- Requirement -
Once the line containing "included, ready for" has been written out, stop; until then, restate each line of the entries below word for word from the first.

- Data for review -
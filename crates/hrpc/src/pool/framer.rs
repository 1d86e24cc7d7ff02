// SPDX-License-Identifier: Apache-2.0 OR MIT
// Copyright (c) 2025-2026 the hrpc authors

//! Message framer.
//!
//! Reads and validates exactly one message from a handler's stream. On
//! success the stream holds a complete frame, header included, ready for
//! `message()`. The framer is incremental: a stream peer that delivers a
//! frame in pieces yields [`Error::Timeout`] and the partially filled stream
//! is resumed on the next readiness event.
//!
//! Datagram transports are one-shot. If the bytes already received fall
//! short of the declared total size the frame can never be completed, so the
//! framer raises [`Error::DatagramLimit`] and drops the stream content.

use crate::error::{Error, Result};
use crate::logging::Logger;
use crate::pool::handler::EventHandler;
use crate::protocol::buffer::MessageBuf;
use crate::protocol::{Header, HEADER_SIZE};

/// Fill `stream` with one complete, validated message from `handler`.
///
/// `message_size_max` bounds the declared total size; `warn_datagrams`
/// controls whether truncated datagrams are logged.
pub(crate) fn read_message(
    handler: &dyn EventHandler,
    stream: &mut MessageBuf,
    message_size_max: i32,
    warn_datagrams: bool,
    logger: &Logger,
) -> Result<()> {
    if stream.is_empty() {
        stream.resize(HEADER_SIZE);
        stream.rewind();
    }

    if !stream.is_complete() {
        handler.read(stream)?;
        debug_assert!(stream.is_complete());
    }

    // The header is in hand; everything received so far ends at pos.
    let pos = stream.pos();
    debug_assert!(pos >= HEADER_SIZE);

    let header = Header::parse(stream.as_slice(), message_size_max)?;
    let size = header.size as usize;

    if size > stream.len() {
        stream.resize(size);
    }
    stream.set_pos(pos);

    if !stream.is_complete() {
        if handler.datagram() {
            if warn_datagrams {
                logger.warning(&format!(
                    "maximum datagram size of {} exceeded by {}",
                    pos,
                    handler.label()
                ));
            }
            let received = pos;
            stream.clear();
            return Err(Error::DatagramLimit {
                expected: size,
                received,
            });
        }
        handler.read(stream)?;
        debug_assert!(stream.is_complete());
    }

    Ok(())
}

#[cfg(test)]
mod tests {
    use super::*;
    use crate::logging::{Logger, LogLevel, Output};
    use crate::pool::ThreadPool;
    use crate::protocol::{encode_header, MessageType, COMPRESS_NONE};
    use parking_lot::Mutex;
    use std::sync::Arc;

    /// Handler that serves reads from a canned byte sequence, in bounded
    /// chunks, and reports would-block when the sequence runs dry.
    struct ScriptedHandler {
        data: Mutex<Vec<u8>>,
        datagram: bool,
    }

    impl ScriptedHandler {
        fn stream_from(bytes: &[u8]) -> Self {
            Self {
                data: Mutex::new(bytes.to_vec()),
                datagram: false,
            }
        }

        fn datagram_from(bytes: &[u8]) -> Self {
            Self {
                data: Mutex::new(bytes.to_vec()),
                datagram: true,
            }
        }

        fn feed(&self, bytes: &[u8]) {
            self.data.lock().extend_from_slice(bytes);
        }
    }

    impl EventHandler for ScriptedHandler {
        fn readable(&self) -> bool {
            true
        }

        fn datagram(&self) -> bool {
            self.datagram
        }

        fn read(&self, stream: &mut MessageBuf) -> crate::error::Result<()> {
            let mut data = self.data.lock();
            if self.datagram {
                // One whole packet per read; the stream grows to fit it.
                if data.is_empty() {
                    return Err(Error::Timeout);
                }
                let n = data.len();
                let pos = stream.pos();
                if pos + n > stream.len() {
                    stream.resize(pos + n);
                }
                stream.unread()[..n].copy_from_slice(&data);
                data.clear();
                stream.advance(n);
                return Ok(());
            }
            while !stream.is_complete() {
                if data.is_empty() {
                    return Err(Error::Timeout);
                }
                let n = stream.remaining().min(data.len());
                stream.unread()[..n].copy_from_slice(&data[..n]);
                data.drain(..n);
                stream.advance(n);
            }
            Ok(())
        }

        fn message(&self, _stream: MessageBuf, _pool: &ThreadPool) -> crate::error::Result<()> {
            Ok(())
        }

        fn finished(&self, _pool: &ThreadPool) -> crate::error::Result<()> {
            Ok(())
        }

        fn label(&self) -> String {
            "scripted handler".to_string()
        }
    }

    #[derive(Default)]
    struct WarnCounter {
        warnings: Mutex<usize>,
    }

    impl Output for WarnCounter {
        fn write(&self, level: LogLevel, _message: &str) -> std::io::Result<()> {
            if level == LogLevel::Warning {
                *self.warnings.lock() += 1;
            }
            Ok(())
        }

        fn flush(&self) -> std::io::Result<()> {
            Ok(())
        }
    }

    fn quiet_logger() -> Logger {
        Logger::new(Arc::new(WarnCounter::default()), LogLevel::Error)
    }

    fn frame(payload: &[u8]) -> Vec<u8> {
        let total = (HEADER_SIZE + payload.len()) as i32;
        let mut buf = MessageBuf::new();
        encode_header(&mut buf, MessageType::Request, COMPRESS_NONE, total);
        buf.write_blob(payload);
        buf.into_vec()
    }

    fn header_only(total: i32) -> Vec<u8> {
        let mut buf = MessageBuf::new();
        encode_header(&mut buf, MessageType::Request, COMPRESS_NONE, total);
        buf.into_vec()
    }

    const MAX: i32 = 1024;

    #[test]
    fn test_reads_complete_frame() {
        let handler = ScriptedHandler::stream_from(&frame(&[1, 2, 3, 4]));
        let mut stream = MessageBuf::new();
        read_message(&handler, &mut stream, MAX, false, &quiet_logger()).unwrap();
        assert!(stream.is_complete());
        assert_eq!(stream.len(), HEADER_SIZE + 4);
        assert_eq!(&stream.as_slice()[HEADER_SIZE..], &[1, 2, 3, 4]);
    }

    #[test]
    fn test_header_only_frame() {
        let handler = ScriptedHandler::stream_from(&frame(&[]));
        let mut stream = MessageBuf::new();
        read_message(&handler, &mut stream, MAX, false, &quiet_logger()).unwrap();
        assert_eq!(stream.len(), HEADER_SIZE);
    }

    #[test]
    fn test_partial_read_resumes() {
        let full = frame(&[7; 8]);
        let handler = ScriptedHandler::stream_from(&full[..5]);
        let mut stream = MessageBuf::new();

        // Not even the header arrived yet.
        assert!(matches!(
            read_message(&handler, &mut stream, MAX, false, &quiet_logger()),
            Err(Error::Timeout)
        ));
        assert_eq!(stream.pos(), 5);

        // Header complete, payload still short.
        handler.feed(&full[5..HEADER_SIZE + 3]);
        assert!(matches!(
            read_message(&handler, &mut stream, MAX, false, &quiet_logger()),
            Err(Error::Timeout)
        ));

        // Rest of the payload lands.
        handler.feed(&full[HEADER_SIZE + 3..]);
        read_message(&handler, &mut stream, MAX, false, &quiet_logger()).unwrap();
        assert!(stream.is_complete());
        assert_eq!(&stream.as_slice()[HEADER_SIZE..], &[7; 8]);
    }

    #[test]
    fn test_bad_magic_rejected() {
        let mut bytes = frame(&[1]);
        bytes[0] = b'x';
        let handler = ScriptedHandler::stream_from(&bytes);
        let mut stream = MessageBuf::new();
        assert!(matches!(
            read_message(&handler, &mut stream, MAX, false, &quiet_logger()),
            Err(Error::BadMagic(_))
        ));
    }

    #[test]
    fn test_illegal_size_rejected() {
        let mut bytes = frame(&[]);
        let bad = (HEADER_SIZE as i32 - 1).to_le_bytes();
        bytes[10..14].copy_from_slice(&bad);
        let handler = ScriptedHandler::stream_from(&bytes);
        let mut stream = MessageBuf::new();
        assert!(matches!(
            read_message(&handler, &mut stream, MAX, false, &quiet_logger()),
            Err(Error::IllegalMessageSize(_))
        ));
    }

    #[test]
    fn test_memory_limit_rejected() {
        let mut bytes = frame(&[]);
        bytes[10..14].copy_from_slice(&(MAX + 1).to_le_bytes());
        let handler = ScriptedHandler::stream_from(&bytes);
        let mut stream = MessageBuf::new();
        assert!(matches!(
            read_message(&handler, &mut stream, MAX, false, &quiet_logger()),
            Err(Error::MemoryLimit { .. })
        ));
    }

    #[test]
    fn test_truncated_datagram_rejected() {
        // Header declares a payload that never arrived.
        let bytes = header_only((HEADER_SIZE + 8) as i32);
        let handler = ScriptedHandler::datagram_from(&bytes);
        let mut stream = MessageBuf::new();
        match read_message(&handler, &mut stream, MAX, false, &quiet_logger()) {
            Err(Error::DatagramLimit { expected, received }) => {
                assert_eq!(expected, HEADER_SIZE + 8);
                assert_eq!(received, HEADER_SIZE);
            }
            other => panic!("expected DatagramLimit, got {:?}", other),
        }
        // One-shot: nothing is kept for a retry.
        assert!(stream.is_empty());
    }

    #[test]
    fn test_truncated_datagram_warns_when_enabled() {
        let bytes = header_only((HEADER_SIZE + 8) as i32);

        let sink = Arc::new(WarnCounter::default());
        let logger = Logger::new(sink.clone(), LogLevel::Debug);

        let handler = ScriptedHandler::datagram_from(&bytes);
        let mut stream = MessageBuf::new();
        let _ = read_message(&handler, &mut stream, MAX, true, &logger);
        assert_eq!(*sink.warnings.lock(), 1);

        // Disabled by default.
        let handler = ScriptedHandler::datagram_from(&bytes);
        let mut stream = MessageBuf::new();
        let _ = read_message(&handler, &mut stream, MAX, false, &logger);
        assert_eq!(*sink.warnings.lock(), 1);
    }

    #[test]
    fn test_complete_datagram_accepted() {
        let handler = ScriptedHandler::datagram_from(&frame(&[9, 9, 9]));
        let mut stream = MessageBuf::new();
        // The whole packet arrives with the header fill; no second read.
        read_message(&handler, &mut stream, MAX, false, &quiet_logger()).unwrap();
        assert!(stream.is_complete());
        assert_eq!(&stream.as_slice()[HEADER_SIZE..], &[9, 9, 9]);
    }
}
// SPDX-License-Identifier: Apache-2.0 OR MIT
// Copyright (c) 2025-2026 the hrpc authors

//! Leader/follower I/O thread pool.
//!
//! A small, elastic set of worker threads multiplexes readiness over every
//! registered descriptor. Exactly one worker, the leader, blocks in
//! `poll(2)`; the rest wait on a condition variable. Before a leader
//! processes an event it promotes a follower to take over the wait, so
//! dispatch runs in parallel without ever having two threads inside the
//! readiness primitive.
//!
//! ```text
//!  register/unregister            workers
//!  --------------------           -----------------------------------
//!  push change, poke  ----------> leader returns from poll(2)
//!  the self-pipe                  drains one change under the lock
//!                                 next iteration: new leader waits
//!                                 while this thread frames + dispatches
//! ```
//!
//! Sizing is elastic: the pool starts with `Size` workers, grows on demand
//! up to `SizeMax` (a worker is added whenever every running worker is in
//! use), and shrinks back when an exponentially weighted moving average of
//! the in-use count stays below the running count. A positive construction
//! timeout arms an idle watchdog: if no readiness occurs within the window
//! the pool invokes the instance shutdown hook once and disables the
//! timeout.

use std::collections::{BTreeMap, VecDeque};
use std::io;
use std::os::unix::io::RawFd;
use std::sync::{Arc, Weak};
use std::thread::{self, JoinHandle};

use parking_lot::{Condvar, Mutex};

use crate::config::PoolConfig;
use crate::error::{Error, Result};
use crate::instance::Instance;
use crate::pool::framer;
use crate::pool::handler::{EventHandler, HandlerEntry};
use crate::pool::interrupt::InterruptChannel;
use crate::pool::ready_set::ReadySet;
use crate::protocol::buffer::MessageBuf;

/// Smoothing factor of the in-use moving average driving shrink decisions.
const LOAD_FACTOR: f64 = 0.05;

/// Point-in-time worker accounting, for monitoring.
#[derive(Debug, Clone, Copy, PartialEq, Eq)]
pub struct PoolStats {
    /// Workers currently alive
    pub running: i32,
    /// Workers currently dispatching (leader excluded)
    pub in_use: i32,
}

/// Mutable pool state, guarded by the one pool mutex.
struct State {
    destroyed: bool,
    /// Idle timeout in seconds; zeroed after it fires once
    timeout_secs: i32,
    /// Deferred registration changes, applied by the leader in FIFO order
    changes: VecDeque<(RawFd, Option<Arc<dyn EventHandler>>)>,
    handlers: BTreeMap<RawFd, Arc<HandlerEntry>>,
    ready: ReadySet,
    running: i32,
    in_use: i32,
    load: f64,
    /// Leader handoff flag; true when the leader role is up for grabs
    promote: bool,
    threads: Vec<JoinHandle<()>>,
}

/// What the leader decided to do with a wake-up, resolved under the lock
/// and executed outside it.
enum Action {
    /// Idle timeout fired: run the instance shutdown hook
    Shutdown,
    /// A handler was unregistered: deliver `finished()`
    Finished(Arc<HandlerEntry>),
    /// A descriptor is readable: frame and deliver `message()`
    Dispatch(Arc<HandlerEntry>),
}

/// Leader/follower thread pool over a set of registered event handlers.
pub struct ThreadPool {
    self_ref: Weak<ThreadPool>,
    instance: Arc<Instance>,
    prefix: String,
    size: i32,
    size_max: i32,
    size_warn: i32,
    stack_size: usize,
    warn_datagrams: bool,
    message_size_max: i32,
    intr: InterruptChannel,
    state: Mutex<State>,
    cond: Condvar,
}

- Task result -
filename crates/hrpc/src/pool/framer.rs
repository 1d86e24cc7d7ff02
// SPDX-License-Identifier: Apache-2.0 OR MIT
// Copyright (c) 2025-2026 the hrpc authors

//! Message framer.
//!
//! Reads and validates exactly one message from a handler's stream. On
//! success the stream holds a complete frame, header included, ready for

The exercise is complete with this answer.